Savons-nous vraiment où se trouvaient la Judée et la Samarie ? Je veux dire qu’il s’agit de termes archéologiques très imprécis, qui ne correspondent certainement pas aux frontières de la Cisjordanie. Je voudrais parler un peu du sionisme chrétien. Le sionisme chrétien, qui ne s’appelait pas lui-même sionisme chrétien, est en fait antérieur – il a certainement commencé à la fin du 19e siècle. Il y avait toutes sortes de personnalités. Et, soit dit en passant, en ce qui concerne le projet de colonisation qu’Israël a mis en œuvre contre les Palestiniens et la tentative d’utiliser la Bible pour le justifier, c’est exactement ce que les puritains ont fait en Nouvelle-Angleterre lorsqu’ils ont perpétré le génocide contre les communautés indigènes des Amériques – ils se sont appuyés sur la Bible, les ont qualifiés de sataniques et ont parlé de construire la ville sur la colline. Il s’agissait donc, encore une fois, de s’approprier la Bible pour perpétrer un génocide aux États-Unis, ce qui est devenu les États-Unis, un processus très similaire à celui que nous observons en Israël. Mais parlons du sionisme chrétien, parce qu’avec le déclin du soutien à l’État sioniste par les jeunes juifs, le gouvernement s’est de plus en plus tourné vers ces sionistes chrétiens, [John] Hagee et d’autres.

Vous êtes issu de la tradition évangélique – ce n’est pas mon cas – donc vous êtes probablement plus en contact avec elle. J’ai écrit un livre sur la droite américaine ou chrétienne, intitulé « American Fascists : La droite chrétienne et la guerre contre l’Amérique », je pense que ce sont des hérétiques qui – je ne pense pas que Jésus soit venu pour nous rendre riches, ou je ne pense pas que Jésus ait béni la race blanche au-dessus des autres races, ou ces gens ont été très impliqués dans la sacralisation des guerres en Irak et en Afghanistan avec la diabolisation des Musulmans.

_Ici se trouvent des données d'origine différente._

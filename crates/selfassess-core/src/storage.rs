//! Key-value storage for survey snapshots.

use std::collections::HashMap;
use std::path::{Path, PathBuf};

use anyhow::{Context, Result};

use crate::snapshot::Snapshot;

/// Where snapshots are kept between runs.
pub trait SnapshotStore {
    /// Persist a snapshot under `key`, replacing any previous one.
    fn save(&mut self, key: &str, snapshot: &Snapshot) -> Result<()>;

    /// Load the snapshot stored under `key`, or `None` if there is none.
    fn load(&self, key: &str) -> Result<Option<Snapshot>>;

    /// Drop the snapshot stored under `key`. Missing keys are not an error.
    fn remove(&mut self, key: &str) -> Result<()>;
}

/// Check that `key` can name a snapshot file: ASCII letters, digits, `-`,
/// `_` and `.`, not starting with `.`.
pub fn validate_key(key: &str) -> Result<()> {
    let valid = !key.is_empty()
        && key
            .chars()
            .all(|c| c.is_ascii_alphanumeric() || matches!(c, '-' | '_' | '.'))
        && !key.starts_with('.');
    if !valid {
        anyhow::bail!("invalid storage key: {key:?}");
    }
    Ok(())
}

/// In-memory store holding the serialized JSON, like a browser's local storage.
#[derive(Debug, Default)]
pub struct MemoryStore {
    entries: HashMap<String, String>,
}

impl MemoryStore {
    pub fn new() -> Self {
        Self::default()
    }

    /// Store raw text under a key, bypassing serialization.
    pub fn insert_raw(&mut self, key: &str, raw: impl Into<String>) {
        self.entries.insert(key.to_string(), raw.into());
    }

    pub fn raw(&self, key: &str) -> Option<&str> {
        self.entries.get(key).map(String::as_str)
    }
}

impl SnapshotStore for MemoryStore {
    fn save(&mut self, key: &str, snapshot: &Snapshot) -> Result<()> {
        let json = snapshot.to_json()?;
        self.entries.insert(key.to_string(), json);
        Ok(())
    }

    fn load(&self, key: &str) -> Result<Option<Snapshot>> {
        self.entries
            .get(key)
            .map(|json| Snapshot::from_json(json).map_err(anyhow::Error::from))
            .transpose()
    }

    fn remove(&mut self, key: &str) -> Result<()> {
        self.entries.remove(key);
        Ok(())
    }
}

/// Stores each snapshot as `<dir>/<key>.json`.
#[derive(Debug, Clone)]
pub struct JsonFileStore {
    dir: PathBuf,
}

impl JsonFileStore {
    pub fn new(dir: impl Into<PathBuf>) -> Self {
        Self { dir: dir.into() }
    }

    pub fn dir(&self) -> &Path {
        &self.dir
    }

    /// Path of the file backing `key`.
    pub fn path_for(&self, key: &str) -> Result<PathBuf> {
        validate_key(key)?;
        Ok(self.dir.join(format!("{key}.json")))
    }
}

impl SnapshotStore for JsonFileStore {
    fn save(&mut self, key: &str, snapshot: &Snapshot) -> Result<()> {
        let path = self.path_for(key)?;
        let json = snapshot.to_json()?;
        std::fs::create_dir_all(&self.dir)
            .with_context(|| format!("failed to create state directory {}", self.dir.display()))?;
        std::fs::write(&path, json)
            .with_context(|| format!("failed to write snapshot to {}", path.display()))?;
        Ok(())
    }

    fn load(&self, key: &str) -> Result<Option<Snapshot>> {
        let path = self.path_for(key)?;
        if !path.exists() {
            return Ok(None);
        }
        let content = std::fs::read_to_string(&path)
            .with_context(|| format!("failed to read snapshot from {}", path.display()))?;
        let snapshot = Snapshot::from_json(&content)
            .with_context(|| format!("failed to parse snapshot {}", path.display()))?;
        Ok(Some(snapshot))
    }

    fn remove(&mut self, key: &str) -> Result<()> {
        let path = self.path_for(key)?;
        if path.exists() {
            std::fs::remove_file(&path)
                .with_context(|| format!("failed to remove snapshot {}", path.display()))?;
        }
        Ok(())
    }
}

Je suis donc très féroce à l’égard de ces personnes, mais voyons ce que vous pensez des sionistes chrétiens, parce qu’ils sont devenus des meneurs de coups pour le génocide, pour la plupart d’entre eux.

Munther Isaac

Malheureusement, et dans leur soif de pouvoir, ils considèrent Israël comme un allié naturel. N’oublions pas que l’influence des évangéliques sur les événements sur le terrain est ancienne. Elle remonte au moins aux années 80, à l’époque de Reagan et de la montée de la droite religieuse, et vous connaissez l’histoire. Puis nous avons assisté à une nouvelle montée pendant la première présidence de [Donald] Trump, et nous commencions déjà à pressentir qu’il y aurait encore une autre vague de ces évangéliques accédant au pouvoir. Et comme je l’ai dit, dans leur soif de pouvoir, ils sont prêts à plonger toute la région dans la folie. Dieu merci, il ne s’est rien passé lorsque l’ambassade a été transférée de Tel-Aviv à Jérusalem, et Trump a alors dit que je l’avais fait pour les évangéliques. Et encore une fois, lorsque les évangéliques soutiennent un tel déménagement, ils se basent entièrement sur ce que j’ai dit. La Bible l’a dit. C’est la terre juive.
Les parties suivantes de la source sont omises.